What if one of your loved ones is among those statistics that suffered a catastrophic stroke and is dying?
How do you say, “I Love You…” when your loved ones can no longer respond.
“Can they hear? I feel silly talking to him when he probably can’t hear me. What do I say? It doesn’t matter anymore anyway.”
Some of us have a difficult time interacting with the dying because we do not want to face the reality of his or her death, we do not “have the time” to be involved, and/or we do not have the emotional reserves to deal with such an intense situation. Feelings of guilt, resentment, fatigue and isolation may even cause us to avoid the dying. These are common feelings and responses when I am at the bedside and encouraging loved ones to talk with the dying.

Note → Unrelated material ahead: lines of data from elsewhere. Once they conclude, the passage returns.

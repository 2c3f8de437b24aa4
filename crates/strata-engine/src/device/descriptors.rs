use crate::format::Format;

use super::{BufferId, InputLayoutId, ProgramId, RenderTargetId, TextureId};

/// Linear RGBA color used for clear values.
#[derive(Debug, Copy, Clone, PartialEq, Default)]
pub struct Color {
    pub r: f32,
    pub g: f32,
    pub b: f32,
    pub a: f32,
}

impl Color {
    pub const TRANSPARENT_BLACK: Color = Color::new(0.0, 0.0, 0.0, 0.0);
    pub const OPAQUE_BLACK: Color = Color::new(0.0, 0.0, 0.0, 1.0);
    pub const OPAQUE_WHITE: Color = Color::new(1.0, 1.0, 1.0, 1.0);

    #[inline]
    pub const fn new(r: f32, g: f32, b: f32, a: f32) -> Self {
        Self { r, g, b, a }
    }
}

#[derive(Debug, Copy, Clone, PartialEq, Eq, Hash)]
pub enum BufferUsage {
    Vertex,
    Index,
    Uniform,
}

#[derive(Debug, Copy, Clone, PartialEq, Eq, Hash)]
pub enum BufferFrequencyHint {
    Static,
    Dynamic,
}

#[derive(Debug, Copy, Clone, PartialEq, Eq, Hash, Default)]
pub enum PrimitiveTopology {
    #[default]
    Triangles,
    TriangleStrip,
    Lines,
    LineStrip,
    Points,
}

#[derive(Debug, Copy, Clone, PartialEq, Eq, Hash)]
pub enum CompareMode {
    Never,
    Less,
    Equal,
    LessEqual,
    Greater,
    NotEqual,
    GreaterEqual,
    Always,
}

#[derive(Debug, Copy, Clone, PartialEq, Eq, Hash)]
pub enum VertexBufferFrequency {
    PerVertex,
    PerInstance,
}

#[derive(Debug, Copy, Clone, PartialEq, Eq, Hash)]
pub struct VertexBufferDescriptor {
    pub byte_stride: u32,
    pub frequency: VertexBufferFrequency,
}

#[derive(Debug, Copy, Clone, PartialEq, Eq, Hash)]
pub struct VertexAttributeDescriptor {
    pub location: u32,
    pub format: Format,
    pub buffer_index: u32,
    pub buffer_byte_offset: u32,
}

#[derive(Debug, Clone, PartialEq, Eq, Hash)]
pub struct InputLayoutDescriptor {
    pub vertex_buffers: Vec<VertexBufferDescriptor>,
    pub attributes: Vec<VertexAttributeDescriptor>,
    /// `None` for non-indexed geometry.
    pub index_format: Option<Format>,
}

#[derive(Debug, Copy, Clone, PartialEq, Eq, Hash)]
pub struct VertexBufferBinding {
    pub buffer: BufferId,
    pub byte_offset: u32,
}

#[derive(Debug, Copy, Clone, PartialEq, Eq, Hash)]
pub struct IndexBufferBinding {
    pub buffer: BufferId,
    pub byte_offset: u32,
}

/// Already-preprocessed shader sources.
#[derive(Debug, Clone, PartialEq, Eq, Hash)]
pub struct ProgramDescriptor {
    pub vertex_source: String,
    pub fragment_source: String,
}

/// Shape of one binding group: how many uniform buffers and samplers it holds.
#[derive(Debug, Copy, Clone, PartialEq, Eq, Hash, Default)]
pub struct BindingLayoutDescriptor {
    pub num_uniform_buffers: u32,
    pub num_samplers: u32,
}

/// A uniform buffer range bound with a dynamic offset supplied at draw time.
#[derive(Debug, Copy, Clone, PartialEq, Eq, Hash)]
pub struct BufferBinding {
    pub buffer: BufferId,
    pub word_count: u32,
}

#[derive(Debug, Clone, PartialEq, Eq, Hash)]
pub struct BindingsDescriptor {
    pub layout: BindingLayoutDescriptor,
    pub uniform_buffers: Vec<BufferBinding>,
    pub samplers: Vec<Option<TextureId>>,
}

#[derive(Debug, Clone, PartialEq, Eq, Hash)]
pub struct RenderPipelineDescriptor {
    pub program: ProgramId,
    pub input_layout: Option<InputLayoutId>,
    pub binding_layouts: Vec<BindingLayoutDescriptor>,
    pub topology: PrimitiveTopology,
    pub color_formats: Vec<Option<Format>>,
    pub depth_stencil_format: Option<Format>,
    pub sample_count: u32,
}

/// Physical render surface request.
#[derive(Debug, Copy, Clone, PartialEq, Eq, Hash)]
pub struct RenderTargetDescriptor {
    pub format: Format,
    pub width: u32,
    pub height: u32,
    pub sample_count: u32,
}

/// `clear: None` loads the existing contents.
#[derive(Debug, Copy, Clone, PartialEq)]
pub struct ColorAttachment {
    pub target: RenderTargetId,
    pub clear: Option<Color>,
}

/// `None` clear values load the existing contents.
#[derive(Debug, Copy, Clone, PartialEq)]
pub struct DepthStencilAttachment {
    pub target: RenderTargetId,
    pub depth_clear: Option<f32>,
    pub stencil_clear: Option<u32>,
}

#[derive(Debug, Clone, PartialEq, Default)]
pub struct RenderPassDescriptor {
    pub label: String,
    pub color_attachments: Vec<Option<ColorAttachment>>,
    pub depth_stencil_attachment: Option<DepthStencilAttachment>,
}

Here are a few suggestions:
Let the dying person know you are feeling fearful, sad, silly or uncomfortable. Express to the dying that you feel awkward in talking with them when you don’t even know if they can hear or understand.
Many science journals have reported evidence of dying patients responding to familiar voices with spikes noted in EEG (Electroencephalography)waves. Although we cannot confirm conclusively if the dying can actually hear, data from surgical patients and “near death” experiences seem to indicate there is some sort of awareness to sound.
Some sample phrases could be:
- “I love you. I will miss you. I will never forget you. Please do what you need to do when you are ready.”
- I am here with you. I remember the time you….
- “Mommy and Daddy love you. We will miss you, but we will be okay.”
- Dr. Ira Byock sums up what to say in four simple phrases — “Please forgive me,” “I forgive you,” “Thank you” and “I love you.” What more needs to be said?
Touch can also heighten communication, encourage family members to show affection in normal ways. It’s okay to lie beside the patient, hold their hand or stroke their brow.
Silence is also a treasure that needs to be incorporated. In my experience, dying people crave silence. I remember simply sitting with a friend who felt comfortable enough to tell me she just wanted silence as she lay in her bed for her final days. We sat for hours in silence. Idle chit chat, repeated questions and frequent noise was not what she needed.
We all want to love and be loved. Make this February the “Month of LOVE” for all of your loved ones.